- **WHAT YOU NEED TO DO**
Give the number of lines in the records below that contain the word "front". State only that number.

- **DATA RECORDS**
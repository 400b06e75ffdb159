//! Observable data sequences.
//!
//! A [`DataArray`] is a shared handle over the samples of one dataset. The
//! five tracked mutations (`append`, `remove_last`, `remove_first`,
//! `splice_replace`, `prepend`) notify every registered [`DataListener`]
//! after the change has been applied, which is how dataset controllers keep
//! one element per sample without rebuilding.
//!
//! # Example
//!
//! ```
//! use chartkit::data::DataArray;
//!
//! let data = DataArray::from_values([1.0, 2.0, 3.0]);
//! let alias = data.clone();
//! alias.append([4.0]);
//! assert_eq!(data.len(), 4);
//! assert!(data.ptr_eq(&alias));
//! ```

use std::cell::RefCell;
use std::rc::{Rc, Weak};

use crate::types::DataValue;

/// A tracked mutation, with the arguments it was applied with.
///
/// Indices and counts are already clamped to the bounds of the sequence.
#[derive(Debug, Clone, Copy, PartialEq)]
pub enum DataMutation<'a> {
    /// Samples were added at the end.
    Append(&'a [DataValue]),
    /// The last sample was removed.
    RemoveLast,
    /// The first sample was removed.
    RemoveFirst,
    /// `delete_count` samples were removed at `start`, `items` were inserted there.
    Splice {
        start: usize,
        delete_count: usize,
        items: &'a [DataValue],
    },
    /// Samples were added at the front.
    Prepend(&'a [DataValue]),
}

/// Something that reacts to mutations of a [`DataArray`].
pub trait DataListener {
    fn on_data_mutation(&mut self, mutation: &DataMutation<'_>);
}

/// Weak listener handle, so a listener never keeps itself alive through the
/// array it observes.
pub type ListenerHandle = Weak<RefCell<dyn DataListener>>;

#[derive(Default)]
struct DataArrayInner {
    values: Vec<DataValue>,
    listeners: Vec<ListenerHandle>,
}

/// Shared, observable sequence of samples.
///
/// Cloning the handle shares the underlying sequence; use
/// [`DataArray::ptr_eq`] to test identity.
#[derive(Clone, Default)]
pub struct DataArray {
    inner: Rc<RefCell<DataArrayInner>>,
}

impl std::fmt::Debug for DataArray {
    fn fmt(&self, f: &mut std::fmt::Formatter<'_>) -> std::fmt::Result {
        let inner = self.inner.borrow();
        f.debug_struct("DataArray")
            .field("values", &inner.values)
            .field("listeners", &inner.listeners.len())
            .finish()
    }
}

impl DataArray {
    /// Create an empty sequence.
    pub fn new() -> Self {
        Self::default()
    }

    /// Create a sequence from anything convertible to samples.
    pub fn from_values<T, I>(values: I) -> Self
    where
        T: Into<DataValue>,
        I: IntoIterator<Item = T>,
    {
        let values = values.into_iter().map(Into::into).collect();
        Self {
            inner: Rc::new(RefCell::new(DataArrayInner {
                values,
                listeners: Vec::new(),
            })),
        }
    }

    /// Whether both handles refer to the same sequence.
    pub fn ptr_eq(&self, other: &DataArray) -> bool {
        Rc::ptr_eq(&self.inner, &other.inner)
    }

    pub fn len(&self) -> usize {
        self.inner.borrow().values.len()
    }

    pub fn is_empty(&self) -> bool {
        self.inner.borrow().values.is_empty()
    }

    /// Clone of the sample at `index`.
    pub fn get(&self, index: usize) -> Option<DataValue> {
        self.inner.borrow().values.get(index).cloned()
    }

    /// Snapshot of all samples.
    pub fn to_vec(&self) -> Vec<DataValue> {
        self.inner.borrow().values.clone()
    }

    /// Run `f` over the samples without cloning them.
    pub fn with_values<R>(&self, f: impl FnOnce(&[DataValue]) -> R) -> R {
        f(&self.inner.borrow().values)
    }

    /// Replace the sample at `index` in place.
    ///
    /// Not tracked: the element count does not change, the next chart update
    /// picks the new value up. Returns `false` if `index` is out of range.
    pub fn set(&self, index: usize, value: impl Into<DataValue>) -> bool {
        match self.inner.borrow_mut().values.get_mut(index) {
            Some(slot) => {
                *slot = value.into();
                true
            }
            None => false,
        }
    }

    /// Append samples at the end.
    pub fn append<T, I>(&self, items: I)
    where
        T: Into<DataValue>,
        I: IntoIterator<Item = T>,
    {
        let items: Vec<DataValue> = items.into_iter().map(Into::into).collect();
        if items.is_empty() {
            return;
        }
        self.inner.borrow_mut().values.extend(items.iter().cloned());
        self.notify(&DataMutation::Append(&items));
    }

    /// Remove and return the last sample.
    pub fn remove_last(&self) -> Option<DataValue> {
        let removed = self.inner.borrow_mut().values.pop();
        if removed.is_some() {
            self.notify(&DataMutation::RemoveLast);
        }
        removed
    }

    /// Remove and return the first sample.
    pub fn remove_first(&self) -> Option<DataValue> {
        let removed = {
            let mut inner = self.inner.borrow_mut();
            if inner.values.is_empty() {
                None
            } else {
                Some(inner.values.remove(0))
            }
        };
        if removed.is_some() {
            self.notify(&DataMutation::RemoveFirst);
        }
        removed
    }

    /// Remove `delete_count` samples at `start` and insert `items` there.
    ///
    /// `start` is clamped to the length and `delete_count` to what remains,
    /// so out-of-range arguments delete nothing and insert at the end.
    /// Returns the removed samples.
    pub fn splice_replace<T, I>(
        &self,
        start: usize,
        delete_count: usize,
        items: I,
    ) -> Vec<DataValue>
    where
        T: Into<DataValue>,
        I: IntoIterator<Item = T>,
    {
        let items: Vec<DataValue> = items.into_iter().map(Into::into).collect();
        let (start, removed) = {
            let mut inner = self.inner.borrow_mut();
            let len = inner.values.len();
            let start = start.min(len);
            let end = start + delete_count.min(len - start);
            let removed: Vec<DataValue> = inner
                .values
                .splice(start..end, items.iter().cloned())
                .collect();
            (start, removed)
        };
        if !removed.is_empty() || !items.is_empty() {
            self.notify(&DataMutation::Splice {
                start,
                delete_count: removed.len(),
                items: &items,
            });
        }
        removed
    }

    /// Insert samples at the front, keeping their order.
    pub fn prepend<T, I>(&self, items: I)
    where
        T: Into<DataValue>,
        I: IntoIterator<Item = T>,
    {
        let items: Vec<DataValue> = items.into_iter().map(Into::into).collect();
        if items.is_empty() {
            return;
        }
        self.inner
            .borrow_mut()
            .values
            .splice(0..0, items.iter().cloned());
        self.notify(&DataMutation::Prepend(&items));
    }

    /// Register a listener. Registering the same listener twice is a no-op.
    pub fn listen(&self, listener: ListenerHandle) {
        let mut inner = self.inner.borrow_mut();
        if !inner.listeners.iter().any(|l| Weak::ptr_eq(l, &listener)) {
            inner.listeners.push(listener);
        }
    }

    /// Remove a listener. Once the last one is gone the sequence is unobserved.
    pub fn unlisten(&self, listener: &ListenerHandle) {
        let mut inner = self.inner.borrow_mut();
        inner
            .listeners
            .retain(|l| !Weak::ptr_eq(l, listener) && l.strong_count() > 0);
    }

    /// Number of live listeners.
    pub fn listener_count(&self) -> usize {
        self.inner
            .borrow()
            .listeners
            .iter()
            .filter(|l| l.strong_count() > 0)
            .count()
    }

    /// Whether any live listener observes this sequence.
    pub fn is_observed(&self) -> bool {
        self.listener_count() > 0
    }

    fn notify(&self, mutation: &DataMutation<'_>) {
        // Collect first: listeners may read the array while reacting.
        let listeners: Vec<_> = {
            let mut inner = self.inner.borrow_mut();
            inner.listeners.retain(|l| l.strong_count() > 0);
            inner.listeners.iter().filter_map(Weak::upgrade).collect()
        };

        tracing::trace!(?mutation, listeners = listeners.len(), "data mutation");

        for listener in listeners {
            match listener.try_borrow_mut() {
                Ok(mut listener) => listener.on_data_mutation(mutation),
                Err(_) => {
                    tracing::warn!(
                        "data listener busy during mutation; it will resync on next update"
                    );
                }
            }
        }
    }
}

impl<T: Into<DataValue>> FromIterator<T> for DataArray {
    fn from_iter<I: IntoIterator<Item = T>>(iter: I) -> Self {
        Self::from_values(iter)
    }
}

- **THE ANSWER**
2